## What you should do
Present each line of the entries below that holds the word "parsed".

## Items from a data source
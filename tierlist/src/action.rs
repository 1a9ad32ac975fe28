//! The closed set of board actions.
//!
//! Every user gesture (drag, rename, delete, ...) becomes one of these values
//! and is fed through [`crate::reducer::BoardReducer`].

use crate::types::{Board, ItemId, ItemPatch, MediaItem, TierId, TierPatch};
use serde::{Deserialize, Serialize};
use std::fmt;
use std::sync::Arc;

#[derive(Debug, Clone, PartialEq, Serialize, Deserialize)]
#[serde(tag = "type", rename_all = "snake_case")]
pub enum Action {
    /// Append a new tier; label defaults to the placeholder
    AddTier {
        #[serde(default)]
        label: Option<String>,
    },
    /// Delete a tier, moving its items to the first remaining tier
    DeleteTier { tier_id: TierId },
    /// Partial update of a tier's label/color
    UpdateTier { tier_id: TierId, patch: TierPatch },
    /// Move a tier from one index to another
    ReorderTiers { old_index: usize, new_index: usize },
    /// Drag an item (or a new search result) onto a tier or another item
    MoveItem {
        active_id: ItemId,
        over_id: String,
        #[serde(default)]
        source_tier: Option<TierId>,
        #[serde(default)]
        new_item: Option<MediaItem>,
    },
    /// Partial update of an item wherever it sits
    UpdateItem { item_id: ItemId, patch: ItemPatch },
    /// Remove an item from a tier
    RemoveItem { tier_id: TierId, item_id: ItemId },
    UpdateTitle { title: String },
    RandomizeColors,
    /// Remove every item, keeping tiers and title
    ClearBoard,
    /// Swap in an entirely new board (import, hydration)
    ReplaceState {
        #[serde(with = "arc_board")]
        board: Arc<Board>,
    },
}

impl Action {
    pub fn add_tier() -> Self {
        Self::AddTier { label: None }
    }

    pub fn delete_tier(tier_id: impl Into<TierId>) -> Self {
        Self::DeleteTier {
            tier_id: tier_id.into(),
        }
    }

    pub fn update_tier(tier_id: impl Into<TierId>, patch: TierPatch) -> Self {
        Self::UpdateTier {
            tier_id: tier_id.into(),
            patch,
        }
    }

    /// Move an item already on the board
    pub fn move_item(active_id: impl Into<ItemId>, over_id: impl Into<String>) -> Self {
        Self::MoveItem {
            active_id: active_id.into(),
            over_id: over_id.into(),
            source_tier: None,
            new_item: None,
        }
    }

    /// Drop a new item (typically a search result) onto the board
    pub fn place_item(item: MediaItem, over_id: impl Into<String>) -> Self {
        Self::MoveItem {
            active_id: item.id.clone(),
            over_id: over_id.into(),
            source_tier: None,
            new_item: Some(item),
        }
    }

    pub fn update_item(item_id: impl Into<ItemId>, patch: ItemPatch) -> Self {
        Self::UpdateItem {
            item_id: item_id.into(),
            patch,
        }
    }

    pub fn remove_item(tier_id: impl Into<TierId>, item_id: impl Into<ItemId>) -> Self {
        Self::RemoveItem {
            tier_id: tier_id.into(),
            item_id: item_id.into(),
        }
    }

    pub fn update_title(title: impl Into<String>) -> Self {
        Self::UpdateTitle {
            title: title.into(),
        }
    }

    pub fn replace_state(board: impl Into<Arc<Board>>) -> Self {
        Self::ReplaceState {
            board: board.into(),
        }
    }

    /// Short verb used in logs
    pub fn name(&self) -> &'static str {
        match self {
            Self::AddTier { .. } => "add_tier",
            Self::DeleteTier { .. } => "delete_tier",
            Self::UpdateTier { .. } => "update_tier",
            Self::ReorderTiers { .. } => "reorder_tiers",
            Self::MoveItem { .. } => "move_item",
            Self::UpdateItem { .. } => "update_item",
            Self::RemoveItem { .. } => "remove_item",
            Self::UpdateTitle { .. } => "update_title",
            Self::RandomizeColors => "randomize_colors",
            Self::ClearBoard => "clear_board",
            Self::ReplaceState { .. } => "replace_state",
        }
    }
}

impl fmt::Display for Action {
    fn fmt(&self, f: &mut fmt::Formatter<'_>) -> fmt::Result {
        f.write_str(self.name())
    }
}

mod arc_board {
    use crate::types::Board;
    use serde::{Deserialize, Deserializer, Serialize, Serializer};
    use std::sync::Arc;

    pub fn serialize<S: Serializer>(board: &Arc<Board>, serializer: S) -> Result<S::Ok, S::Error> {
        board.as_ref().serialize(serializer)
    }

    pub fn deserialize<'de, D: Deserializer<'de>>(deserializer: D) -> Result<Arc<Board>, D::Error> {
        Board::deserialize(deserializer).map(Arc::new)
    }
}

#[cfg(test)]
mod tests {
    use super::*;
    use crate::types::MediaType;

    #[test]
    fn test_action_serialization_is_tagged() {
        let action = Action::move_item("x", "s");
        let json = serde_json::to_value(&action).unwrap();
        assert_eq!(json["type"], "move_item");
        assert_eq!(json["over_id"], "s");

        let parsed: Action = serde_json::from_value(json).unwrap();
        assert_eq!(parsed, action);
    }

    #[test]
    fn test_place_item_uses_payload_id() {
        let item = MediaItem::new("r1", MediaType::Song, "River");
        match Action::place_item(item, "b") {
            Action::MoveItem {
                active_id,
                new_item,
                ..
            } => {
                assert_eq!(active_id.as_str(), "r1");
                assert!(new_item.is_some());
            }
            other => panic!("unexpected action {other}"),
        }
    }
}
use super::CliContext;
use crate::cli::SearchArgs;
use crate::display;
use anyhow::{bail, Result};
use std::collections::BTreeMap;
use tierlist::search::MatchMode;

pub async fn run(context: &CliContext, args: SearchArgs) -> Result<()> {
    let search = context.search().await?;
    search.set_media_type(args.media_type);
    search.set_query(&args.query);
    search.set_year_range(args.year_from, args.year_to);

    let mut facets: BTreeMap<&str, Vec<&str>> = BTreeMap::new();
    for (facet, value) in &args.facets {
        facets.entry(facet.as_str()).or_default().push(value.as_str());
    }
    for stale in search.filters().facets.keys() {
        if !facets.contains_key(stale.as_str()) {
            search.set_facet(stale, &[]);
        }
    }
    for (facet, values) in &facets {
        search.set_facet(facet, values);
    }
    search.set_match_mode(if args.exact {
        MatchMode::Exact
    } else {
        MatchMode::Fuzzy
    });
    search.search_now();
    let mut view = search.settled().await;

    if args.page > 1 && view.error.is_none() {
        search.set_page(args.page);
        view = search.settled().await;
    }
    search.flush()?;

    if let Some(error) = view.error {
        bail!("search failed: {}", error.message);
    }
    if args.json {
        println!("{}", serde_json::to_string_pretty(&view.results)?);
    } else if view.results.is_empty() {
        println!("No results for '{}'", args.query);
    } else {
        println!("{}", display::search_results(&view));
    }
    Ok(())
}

--

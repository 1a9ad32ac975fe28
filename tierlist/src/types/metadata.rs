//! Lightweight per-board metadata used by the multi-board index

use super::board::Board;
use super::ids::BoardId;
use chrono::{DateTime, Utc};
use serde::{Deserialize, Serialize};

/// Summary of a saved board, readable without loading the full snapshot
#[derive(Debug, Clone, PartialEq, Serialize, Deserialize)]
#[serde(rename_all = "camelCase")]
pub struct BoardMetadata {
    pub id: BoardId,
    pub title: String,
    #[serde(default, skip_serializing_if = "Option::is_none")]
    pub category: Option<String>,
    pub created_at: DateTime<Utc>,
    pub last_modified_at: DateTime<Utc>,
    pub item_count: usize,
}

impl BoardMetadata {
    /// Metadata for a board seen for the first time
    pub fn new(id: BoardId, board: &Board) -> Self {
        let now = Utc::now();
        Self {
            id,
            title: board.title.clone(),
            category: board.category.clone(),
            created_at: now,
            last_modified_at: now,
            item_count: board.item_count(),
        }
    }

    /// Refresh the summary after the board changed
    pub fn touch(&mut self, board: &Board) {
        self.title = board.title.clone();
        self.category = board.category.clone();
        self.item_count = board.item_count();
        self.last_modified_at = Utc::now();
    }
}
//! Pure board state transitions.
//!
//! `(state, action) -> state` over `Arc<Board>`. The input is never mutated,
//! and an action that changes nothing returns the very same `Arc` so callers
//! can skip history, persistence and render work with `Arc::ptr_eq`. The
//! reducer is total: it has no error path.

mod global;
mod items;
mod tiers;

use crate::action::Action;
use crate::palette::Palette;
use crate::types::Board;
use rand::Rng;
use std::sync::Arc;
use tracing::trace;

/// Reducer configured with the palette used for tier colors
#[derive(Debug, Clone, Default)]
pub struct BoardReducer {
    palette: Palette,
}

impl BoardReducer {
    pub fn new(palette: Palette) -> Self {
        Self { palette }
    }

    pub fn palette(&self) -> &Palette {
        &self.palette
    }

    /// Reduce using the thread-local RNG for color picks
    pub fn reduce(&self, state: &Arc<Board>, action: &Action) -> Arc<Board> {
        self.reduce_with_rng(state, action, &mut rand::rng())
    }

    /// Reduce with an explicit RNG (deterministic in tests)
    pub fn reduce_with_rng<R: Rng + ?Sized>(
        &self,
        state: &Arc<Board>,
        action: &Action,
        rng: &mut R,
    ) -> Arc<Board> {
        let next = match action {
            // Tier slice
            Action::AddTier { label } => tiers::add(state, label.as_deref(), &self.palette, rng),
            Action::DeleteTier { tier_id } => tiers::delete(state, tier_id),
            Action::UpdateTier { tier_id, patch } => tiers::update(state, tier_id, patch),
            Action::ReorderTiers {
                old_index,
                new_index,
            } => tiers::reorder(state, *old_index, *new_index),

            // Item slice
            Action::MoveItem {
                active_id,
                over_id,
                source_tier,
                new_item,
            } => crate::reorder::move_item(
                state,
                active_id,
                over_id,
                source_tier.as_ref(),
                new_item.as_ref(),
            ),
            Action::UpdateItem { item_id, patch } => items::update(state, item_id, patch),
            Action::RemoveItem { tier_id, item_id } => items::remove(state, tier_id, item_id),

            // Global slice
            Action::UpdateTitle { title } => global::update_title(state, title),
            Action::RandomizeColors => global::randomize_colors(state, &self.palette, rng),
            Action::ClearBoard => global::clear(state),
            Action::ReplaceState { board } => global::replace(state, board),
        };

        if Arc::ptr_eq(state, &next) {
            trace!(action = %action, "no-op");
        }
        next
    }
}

## Your solution
        let parsed: Action = serde_json::from_value(json).unwrap();
        assert_eq!(parsed, action);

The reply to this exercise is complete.